2020-01-08 10:56:58

by Paolo Bonzini

[permalink] [raw]
Subject: Re: discuss about pvpanic

On 08/01/20 09:25, zhenwei pi wrote:
> Hey, Paolo
>
> Currently, pvpapic only supports bit 0(PVPANIC_PANICKED).
> We usually expect that guest writes ioport (typical 0x505) in panic_notifier_list callback
> during handling panic, then we can handle pvpapic event PVPANIC_PANICKED in QEMU.
>
> On the other hand, guest wants to handle the crash by kdump-tools, and reboots without any
> panic_notifier_list callback. So QEMU only knows that guest has rebooted (because guest
> write 0xcf9 ioport for RCR request), but QEMU can't identify why guest resets.
>
> In production environment, we hit about 100+ guest reboot event everyday, sadly we
> can't separate the abnormal reboot from normal operation.
>
> We want to add a new bit for pvpanic event(maybe PVPANIC_CRASHLOADED) to represent the guest has crashed,
> and the panic is handled by the guest kernel. (here is the previous patch https://lkml.org/lkml/2019/12/14/265)
>
> What do you think about this solution? Or do you have any other suggestions?

Hi Zhenwei,

the kernel-side patch certainly makes sense.
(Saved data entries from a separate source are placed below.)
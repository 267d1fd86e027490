//! GCP Token Injector Agent
//!
//! Envoy external authorization agent that injects an
//! `Authorization: Bearer <identity token>` header into proxied requests.
//! Identity tokens are minted for the audience named in route metadata by
//! federating the pod's Kubernetes service account token through Google STS
//! and service account impersonation, and cached until 75% of their lifetime
//! has elapsed.

mod exchange;
mod injector;
mod server;
mod token;

use anyhow::{anyhow, Context, Result};
use clap::Parser;
use std::net::{IpAddr, SocketAddr};
use std::path::PathBuf;
use std::sync::Arc;
use std::time::Duration;
use tracing::info;

use exchange::config::{DEFAULT_IAM_CREDENTIALS_URL, DEFAULT_STS_URL, DEFAULT_UPSTREAM_TIMEOUT_SECS};
use exchange::{ExchangeConfig, FederatedTokenPipeline};
use injector::{InjectorConfig, LockScope, TokenInjector};
use server::{InjectorServer, DEFAULT_METADATA_NAMESPACE};

/// Default gRPC listen port.
const DEFAULT_PORT: u16 = 50051;

/// Command line arguments
#[derive(Parser, Debug)]
#[command(name = "gcp-token-injector-agent")]
#[command(about = "Envoy ext_authz agent injecting GCP identity tokens via workload identity federation")]
struct Args {
    /// Path to the mounted Kubernetes service account token
    #[arg(long, env = "K8S_TOKEN_PATH")]
    token_path: Option<PathBuf>,

    /// GCP project number owning the workload identity pool
    #[arg(long, env = "PROJECT_NUMBER")]
    project_number: Option<String>,

    /// Workload identity pool ID
    #[arg(long, env = "WORKLOAD_IDENTITY_POOL")]
    workload_identity_pool: Option<String>,

    /// Workload identity pool provider ID
    #[arg(long, env = "WORKLOAD_PROVIDER")]
    workload_provider: Option<String>,

    /// Service account to impersonate
    #[arg(long, env = "SERVICE_ACCOUNT_EMAIL")]
    service_account_email: Option<String>,

    /// gRPC listen port
    #[arg(long, default_value_t = DEFAULT_PORT, env = "PORT")]
    port: u16,

    /// gRPC listen address
    #[arg(long, default_value = "0.0.0.0", env = "LISTEN_ADDRESS")]
    listen_address: IpAddr,

    /// Route filter metadata namespace holding the claims
    #[arg(long, default_value = DEFAULT_METADATA_NAMESPACE, env = "METADATA_NAMESPACE")]
    metadata_namespace: String,

    /// Security Token Service endpoint
    #[arg(long, default_value = DEFAULT_STS_URL, env = "STS_URL")]
    sts_url: String,

    /// IAM Credentials API base URL
    #[arg(long, default_value = DEFAULT_IAM_CREDENTIALS_URL, env = "IAM_CREDENTIALS_URL")]
    iam_credentials_url: String,

    /// Timeout for each upstream call, in seconds
    #[arg(long, default_value_t = DEFAULT_UPSTREAM_TIMEOUT_SECS, env = "UPSTREAM_TIMEOUT_SECS")]
    upstream_timeout_secs: u64,

    /// Refresh lock granularity
    #[arg(long, value_enum, default_value_t = LockScope::Audience, env = "REFRESH_LOCK")]
    refresh_lock: LockScope,

    /// Enable verbose logging
    #[arg(short, long, env = "DEBUG")]
    verbose: bool,
}

/// Agent configuration
#[derive(Debug)]
struct AgentConfig {
    exchange: ExchangeConfig,
    injector: InjectorConfig,
    listen_addr: SocketAddr,
    metadata_namespace: String,
}

impl AgentConfig {
    fn from_args(args: &Args) -> Result<Self> {
        fn required<'a>(
            value: &'a Option<String>,
            name: &'static str,
            missing: &mut Vec<&'static str>,
        ) -> &'a str {
            match value.as_deref().map(str::trim) {
                Some(v) if !v.is_empty() => v,
                _ => {
                    missing.push(name);
                    ""
                }
            }
        }

        let mut missing = Vec::new();

        let token_path = match &args.token_path {
            Some(path) if !path.as_os_str().is_empty() => path.clone(),
            _ => {
                missing.push("K8S_TOKEN_PATH");
                PathBuf::new()
            }
        };
        let project_number = required(&args.project_number, "PROJECT_NUMBER", &mut missing);
        let pool = required(&args.workload_identity_pool, "WORKLOAD_IDENTITY_POOL", &mut missing);
        let provider = required(&args.workload_provider, "WORKLOAD_PROVIDER", &mut missing);
        let email = required(&args.service_account_email, "SERVICE_ACCOUNT_EMAIL", &mut missing);

        if !missing.is_empty() {
            return Err(anyhow!(
                "missing required configuration: {}",
                missing.join(", ")
            ));
        }

        if args.port == 0 {
            return Err(anyhow!("invalid port: {}", args.port));
        }

        let exchange = ExchangeConfig {
            sts_url: args.sts_url.clone(),
            iam_credentials_url: args.iam_credentials_url.clone(),
            timeout: Duration::from_secs(args.upstream_timeout_secs),
            ..ExchangeConfig::new(project_number, pool, provider, email)
        };
        exchange
            .validate()
            .map_err(|e| anyhow!("invalid exchange configuration: {}", e))?;

        Ok(Self {
            exchange,
            injector: InjectorConfig {
                token_path,
                lock_scope: args.refresh_lock,
            },
            listen_addr: SocketAddr::new(args.listen_address, args.port),
            metadata_namespace: args.metadata_namespace.clone(),
        })
    }
}

#[tokio::main]
async fn main() -> Result<()> {
    // Parse command line arguments
    let args = Args::parse();

    // Initialize tracing
    let log_level = if args.verbose { "debug" } else { "info" };
    tracing_subscriber::fmt()
        .with_env_filter(format!("{}={},warn", env!("CARGO_CRATE_NAME"), log_level))
        .json()
        .init();

    info!("Starting GCP Token Injector Agent");

    // Build configuration
    let config = AgentConfig::from_args(&args).context("Configuration error")?;

    info!(
        token_path = ?config.injector.token_path,
        project_number = %config.exchange.project_number,
        workload_identity_pool = %config.exchange.workload_identity_pool,
        workload_provider = %config.exchange.workload_provider,
        service_account = %config.exchange.service_account_email,
        metadata_namespace = %config.metadata_namespace,
        refresh_lock = %config.injector.lock_scope,
        upstream_timeout_secs = config.exchange.timeout.as_secs(),
        "Configuration loaded"
    );

    let pipeline = FederatedTokenPipeline::new(config.exchange)?;
    let injector = Arc::new(TokenInjector::new(config.injector, pipeline));

    InjectorServer::new(injector, config.metadata_namespace, config.listen_addr)
        .run()
        .await
}

#[cfg(test)]
mod tests {
    use super::*;

    fn parse(extra: &[&str]) -> Args {
        let mut argv = vec!["gcp-token-injector-agent"];
        argv.extend_from_slice(extra);
        Args::try_parse_from(argv).unwrap()
    }

    fn full_args() -> Vec<&'static str> {
        vec![
            "--token-path",
            "/var/run/secrets/tokens/gcp-token",
            "--project-number",
            "123456789",
            "--workload-identity-pool",
            "k8s-pool",
            "--workload-provider",
            "k8s-provider",
            "--service-account-email",
            "injector@example-project.iam.gserviceaccount.com",
        ]
    }

    #[test]
    fn test_config_with_defaults() {
        let config = AgentConfig::from_args(&parse(&full_args())).unwrap();

        assert_eq!(
            config.injector.token_path,
            PathBuf::from("/var/run/secrets/tokens/gcp-token")
        );
        assert_eq!(config.injector.lock_scope, LockScope::Audience);
        assert_eq!(config.listen_addr, "0.0.0.0:50051".parse().unwrap());
        assert_eq!(config.metadata_namespace, DEFAULT_METADATA_NAMESPACE);
        assert_eq!(config.exchange.sts_url, DEFAULT_STS_URL);
        assert_eq!(config.exchange.timeout, Duration::from_secs(10));
        assert_eq!(config.exchange.project_number, "123456789");
    }

    #[test]
    fn test_config_overrides() {
        let mut argv = full_args();
        argv.extend_from_slice(&[
            "--port",
            "8080",
            "--refresh-lock",
            "global",
            "--upstream-timeout-secs",
            "3",
            "--sts-url",
            "http://127.0.0.1:9000/v1/token",
        ]);

        let config = AgentConfig::from_args(&parse(&argv)).unwrap();

        assert_eq!(config.listen_addr.port(), 8080);
        assert_eq!(config.injector.lock_scope, LockScope::Global);
        assert_eq!(config.exchange.timeout, Duration::from_secs(3));
        assert_eq!(config.exchange.sts_url, "http://127.0.0.1:9000/v1/token");
    }

    #[test]
    fn test_missing_required_listed_together() {
        let args = parse(&["--project-number", "123456789", "--workload-provider", ""]);

        let err = AgentConfig::from_args(&args).unwrap_err().to_string();

        assert_eq!(
            err,
            "missing required configuration: K8S_TOKEN_PATH, WORKLOAD_IDENTITY_POOL, \
             WORKLOAD_PROVIDER, SERVICE_ACCOUNT_EMAIL"
        );
    }

    #[test]
    fn test_port_zero_rejected() {
        let mut argv = full_args();
        argv.extend_from_slice(&["--port", "0"]);

        let err = AgentConfig::from_args(&parse(&argv)).unwrap_err();
        assert!(err.to_string().contains("invalid port"));
    }

    #[test]
    fn test_port_out_of_range_rejected_by_parser() {
        let mut argv = vec!["gcp-token-injector-agent"];
        argv.extend(full_args());
        argv.extend_from_slice(&["--port", "70000"]);

        assert!(Args::try_parse_from(argv).is_err());
    }
}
I assume that you want the
event to propagate up from QEMU to Libvirt and so on? The QEMU patch
would need to declare a new event (qapi/misc.json) and send it in
handle_event (hw/misc/pvpanic.c). For Libvirt I'm not familiar, so I'm
adding the respective list.

Another possibility is to simply not write to pvpanic if
kexec_crash_loaded() returns true; this would match what xen_panic_event
does for example. The kexec kernel would then log the panic normally,
without the need for MMIO at all. However, I have no problem with
adding a new bit to the pvpanic I/O port so once you post the QEMU patch
I will certainly ack the kernel side.

Thanks,

Paolo


2020-01-08 11:04:12

by Michal Privoznik

[permalink] [raw]
Subject: Re: discuss about pvpanic

On 1/8/20 10:36 AM, Paolo Bonzini wrote:
> On 08/01/20 09:25, zhenwei pi wrote:
>> Hey, Paolo
>>
>> Currently, pvpapic only supports bit 0(PVPANIC_PANICKED).
>> We usually expect that guest writes ioport (typical 0x505) in panic_notifier_list callback
>> during handling panic, then we can handle pvpapic event PVPANIC_PANICKED in QEMU.
>>
>> On the other hand, guest wants to handle the crash by kdump-tools, and reboots without any
>> panic_notifier_list callback. So QEMU only knows that guest has rebooted (because guest
>> write 0xcf9 ioport for RCR request), but QEMU can't identify why guest resets.
>>
>> In production environment, we hit about 100+ guest reboot event everyday, sadly we
>> can't separate the abnormal reboot from normal operation.
>>
>> We want to add a new bit for pvpanic event(maybe PVPANIC_CRASHLOADED) to represent the guest has crashed,
>> and the panic is handled by the guest kernel. (here is the previous patch https://lkml.org/lkml/2019/12/14/265)
>>
>> What do you think about this solution? Or do you have any other suggestions?
>
> Hi Zhenwei,
>
> the kernel-side patch certainly makes sense. I assume that you want the
> event to propagate up from QEMU to Libvirt and so on? The QEMU patch
> would need to declare a new event (qapi/misc.json) and send it in
> handle_event (hw/misc/pvpanic.c). For Libvirt I'm not familiar, so I'm
> adding the respective list.

Adding an event is fairly easy, if everything you want libvirt to do is
report the event to upper layers. I volunteer to do it. Question is, how
qemu is going to report this, whether some attributes to GUEST_PANICKED
event or some new event. But more important is to merge the change into
kernel.

Michal

2020-01-08 12:52:09

by Paolo Bonzini

[permalink] [raw]
Subject: Re: discuss about pvpanic

On 08/01/20 10:58, Michal Privoznik wrote:
>> the kernel-side patch certainly makes sense.  I assume that you want the
>> event to propagate up from QEMU to Libvirt and so on?  The QEMU patch
>> would need to declare a new event (qapi/misc.json) and send it in
>> handle_event (hw/misc/pvpanic.c).  For Libvirt I'm not familiar, so I'm
>> adding the respective list.
>
> Adding an event is fairly easy, if everything you want libvirt to do is
> report the event to upper layers. I volunteer to do it. Question is, how
> qemu is going to report this, whether some attributes to GUEST_PANICKED
> event or some new event.

I think it should be a new event, using GUEST_PANICKED could cause upper
layers to react by shutting down or rebooting the guest.

Thanks,

Paolo